# [Exercise goal]
Would you reproduce exactly the lines below from the one holding "let (walls, (doors, windows, openings))" through the one holding "assert_eq!(walls.len(), 2);", inclusive, and no others?

[Collected data entries]
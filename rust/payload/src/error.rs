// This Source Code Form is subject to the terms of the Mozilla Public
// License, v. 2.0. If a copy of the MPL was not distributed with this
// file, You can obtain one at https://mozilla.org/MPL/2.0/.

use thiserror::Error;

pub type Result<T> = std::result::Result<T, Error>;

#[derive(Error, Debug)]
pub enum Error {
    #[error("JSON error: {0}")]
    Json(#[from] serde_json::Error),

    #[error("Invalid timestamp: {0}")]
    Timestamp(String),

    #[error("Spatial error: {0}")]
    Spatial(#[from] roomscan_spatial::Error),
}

--

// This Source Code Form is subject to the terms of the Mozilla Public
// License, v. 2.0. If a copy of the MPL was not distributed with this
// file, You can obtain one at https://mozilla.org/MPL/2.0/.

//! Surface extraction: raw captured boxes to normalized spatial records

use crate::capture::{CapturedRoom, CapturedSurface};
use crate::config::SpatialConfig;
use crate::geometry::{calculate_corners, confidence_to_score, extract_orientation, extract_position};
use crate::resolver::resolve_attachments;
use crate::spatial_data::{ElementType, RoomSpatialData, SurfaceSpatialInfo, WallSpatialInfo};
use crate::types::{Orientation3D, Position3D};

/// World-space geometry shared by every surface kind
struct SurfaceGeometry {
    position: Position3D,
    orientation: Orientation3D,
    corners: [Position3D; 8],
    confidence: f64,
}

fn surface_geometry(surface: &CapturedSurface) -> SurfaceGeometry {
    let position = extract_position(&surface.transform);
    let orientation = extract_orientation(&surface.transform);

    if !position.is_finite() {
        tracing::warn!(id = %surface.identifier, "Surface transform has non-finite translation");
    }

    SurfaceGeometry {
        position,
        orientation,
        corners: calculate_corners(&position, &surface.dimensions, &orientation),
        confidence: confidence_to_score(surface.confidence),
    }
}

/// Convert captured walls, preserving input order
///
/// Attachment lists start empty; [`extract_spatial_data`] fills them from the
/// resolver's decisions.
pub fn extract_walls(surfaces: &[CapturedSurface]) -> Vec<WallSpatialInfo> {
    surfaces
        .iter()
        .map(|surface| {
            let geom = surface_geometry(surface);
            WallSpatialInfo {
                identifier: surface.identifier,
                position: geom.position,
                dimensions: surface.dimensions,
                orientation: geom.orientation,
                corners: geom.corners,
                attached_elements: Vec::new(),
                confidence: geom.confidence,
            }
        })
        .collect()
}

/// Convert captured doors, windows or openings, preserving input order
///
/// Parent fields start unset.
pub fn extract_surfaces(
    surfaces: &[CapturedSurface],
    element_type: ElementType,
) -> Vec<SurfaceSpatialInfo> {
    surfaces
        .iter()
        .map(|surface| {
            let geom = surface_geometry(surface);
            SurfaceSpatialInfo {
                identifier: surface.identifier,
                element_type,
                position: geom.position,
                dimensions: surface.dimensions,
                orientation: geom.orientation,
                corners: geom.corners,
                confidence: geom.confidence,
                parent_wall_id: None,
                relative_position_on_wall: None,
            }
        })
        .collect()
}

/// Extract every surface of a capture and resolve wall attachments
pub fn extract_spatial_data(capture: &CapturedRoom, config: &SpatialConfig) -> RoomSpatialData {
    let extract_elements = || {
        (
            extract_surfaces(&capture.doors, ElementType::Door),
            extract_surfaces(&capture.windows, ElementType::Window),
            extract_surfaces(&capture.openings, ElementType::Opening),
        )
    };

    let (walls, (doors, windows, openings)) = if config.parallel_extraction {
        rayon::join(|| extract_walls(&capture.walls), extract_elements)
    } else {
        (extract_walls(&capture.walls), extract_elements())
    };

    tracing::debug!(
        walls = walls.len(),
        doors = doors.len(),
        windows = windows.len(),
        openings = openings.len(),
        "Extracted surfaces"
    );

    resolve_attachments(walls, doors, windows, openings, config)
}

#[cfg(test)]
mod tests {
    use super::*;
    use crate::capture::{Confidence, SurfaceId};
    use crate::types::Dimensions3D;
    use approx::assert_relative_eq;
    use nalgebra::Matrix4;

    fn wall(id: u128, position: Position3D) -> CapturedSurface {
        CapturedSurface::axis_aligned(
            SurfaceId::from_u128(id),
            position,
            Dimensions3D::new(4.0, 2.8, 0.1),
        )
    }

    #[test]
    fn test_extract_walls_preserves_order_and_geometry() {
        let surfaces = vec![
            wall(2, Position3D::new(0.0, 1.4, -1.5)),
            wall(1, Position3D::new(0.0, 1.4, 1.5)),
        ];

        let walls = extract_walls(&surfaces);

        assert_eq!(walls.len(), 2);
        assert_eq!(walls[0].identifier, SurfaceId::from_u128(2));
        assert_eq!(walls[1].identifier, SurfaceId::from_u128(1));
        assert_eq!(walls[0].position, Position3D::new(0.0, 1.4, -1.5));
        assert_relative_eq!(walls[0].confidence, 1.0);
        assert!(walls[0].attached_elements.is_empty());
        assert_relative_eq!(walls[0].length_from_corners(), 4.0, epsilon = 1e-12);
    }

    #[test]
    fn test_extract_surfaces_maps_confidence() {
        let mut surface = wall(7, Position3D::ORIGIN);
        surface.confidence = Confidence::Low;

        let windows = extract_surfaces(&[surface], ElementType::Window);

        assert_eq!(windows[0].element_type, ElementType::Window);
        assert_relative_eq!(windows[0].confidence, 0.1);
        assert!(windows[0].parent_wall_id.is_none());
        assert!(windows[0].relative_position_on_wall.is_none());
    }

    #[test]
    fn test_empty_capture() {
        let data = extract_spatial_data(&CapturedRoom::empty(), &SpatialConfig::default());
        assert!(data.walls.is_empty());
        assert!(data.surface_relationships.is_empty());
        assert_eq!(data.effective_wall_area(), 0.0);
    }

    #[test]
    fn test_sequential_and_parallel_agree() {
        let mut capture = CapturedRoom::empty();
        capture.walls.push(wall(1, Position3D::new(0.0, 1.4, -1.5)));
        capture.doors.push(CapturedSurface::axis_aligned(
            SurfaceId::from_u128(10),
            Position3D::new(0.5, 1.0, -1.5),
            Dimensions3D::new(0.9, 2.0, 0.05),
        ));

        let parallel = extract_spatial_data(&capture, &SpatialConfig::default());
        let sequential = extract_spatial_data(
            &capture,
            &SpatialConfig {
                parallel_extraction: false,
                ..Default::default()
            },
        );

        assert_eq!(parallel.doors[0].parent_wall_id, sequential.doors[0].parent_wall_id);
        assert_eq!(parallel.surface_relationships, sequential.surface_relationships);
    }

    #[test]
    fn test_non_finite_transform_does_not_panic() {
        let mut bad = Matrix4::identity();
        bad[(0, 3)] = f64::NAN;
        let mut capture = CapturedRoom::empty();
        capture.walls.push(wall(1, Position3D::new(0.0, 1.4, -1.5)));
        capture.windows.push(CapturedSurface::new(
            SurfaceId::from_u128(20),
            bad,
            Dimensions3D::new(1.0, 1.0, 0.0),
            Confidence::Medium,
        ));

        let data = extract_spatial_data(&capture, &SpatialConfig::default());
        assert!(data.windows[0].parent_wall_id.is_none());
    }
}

--

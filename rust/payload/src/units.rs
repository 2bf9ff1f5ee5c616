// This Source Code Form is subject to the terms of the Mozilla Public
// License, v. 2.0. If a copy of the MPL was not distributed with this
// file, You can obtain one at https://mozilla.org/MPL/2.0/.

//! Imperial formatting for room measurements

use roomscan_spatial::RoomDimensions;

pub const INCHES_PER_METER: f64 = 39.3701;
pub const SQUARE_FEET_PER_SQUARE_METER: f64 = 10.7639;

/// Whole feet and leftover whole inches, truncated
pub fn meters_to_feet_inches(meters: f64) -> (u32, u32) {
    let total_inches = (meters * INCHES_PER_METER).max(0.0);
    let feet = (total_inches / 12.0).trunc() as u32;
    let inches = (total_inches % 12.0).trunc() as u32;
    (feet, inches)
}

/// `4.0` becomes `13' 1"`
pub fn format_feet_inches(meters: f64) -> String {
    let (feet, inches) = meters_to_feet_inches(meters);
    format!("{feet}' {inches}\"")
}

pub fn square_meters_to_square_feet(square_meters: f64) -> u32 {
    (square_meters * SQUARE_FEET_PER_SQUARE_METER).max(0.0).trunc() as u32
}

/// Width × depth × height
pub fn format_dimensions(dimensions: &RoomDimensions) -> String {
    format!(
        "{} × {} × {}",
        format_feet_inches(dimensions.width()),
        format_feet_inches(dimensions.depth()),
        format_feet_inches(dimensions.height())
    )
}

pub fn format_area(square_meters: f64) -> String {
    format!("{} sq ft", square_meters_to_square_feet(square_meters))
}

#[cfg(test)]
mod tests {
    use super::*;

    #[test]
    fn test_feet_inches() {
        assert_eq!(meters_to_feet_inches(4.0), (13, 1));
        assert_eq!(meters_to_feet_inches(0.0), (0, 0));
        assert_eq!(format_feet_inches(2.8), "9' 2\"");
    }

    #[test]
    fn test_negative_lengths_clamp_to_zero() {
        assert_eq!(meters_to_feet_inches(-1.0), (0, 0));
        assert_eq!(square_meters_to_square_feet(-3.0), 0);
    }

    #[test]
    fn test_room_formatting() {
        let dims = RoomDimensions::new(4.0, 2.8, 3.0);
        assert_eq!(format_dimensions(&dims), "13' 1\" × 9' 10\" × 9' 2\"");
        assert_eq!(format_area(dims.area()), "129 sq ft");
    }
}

# [Result]
    let (walls, (doors, windows, openings)) = if config.parallel_extraction {
        rayon::join(|| extract_walls(&capture.walls), extract_elements)
    } else {
        (extract_walls(&capture.walls), extract_elements())
    };

    tracing::debug!(
        walls = walls.len(),
        doors = doors.len(),
        windows = windows.len(),
        openings = openings.len(),
        "Extracted surfaces"
    );

    resolve_attachments(walls, doors, windows, openings, config)
}

#[cfg(test)]
mod tests {
    use super::*;
    use crate::capture::{Confidence, SurfaceId};
    use crate::types::Dimensions3D;
    use approx::assert_relative_eq;
    use nalgebra::Matrix4;

    fn wall(id: u128, position: Position3D) -> CapturedSurface {
        CapturedSurface::axis_aligned(
            SurfaceId::from_u128(id),
            position,
            Dimensions3D::new(4.0, 2.8, 0.1),
        )
    }

    #[test]
    fn test_extract_walls_preserves_order_and_geometry() {
        let surfaces = vec![
            wall(2, Position3D::new(0.0, 1.4, -1.5)),
            wall(1, Position3D::new(0.0, 1.4, 1.5)),
        ];

        let walls = extract_walls(&surfaces);

        assert_eq!(walls.len(), 2);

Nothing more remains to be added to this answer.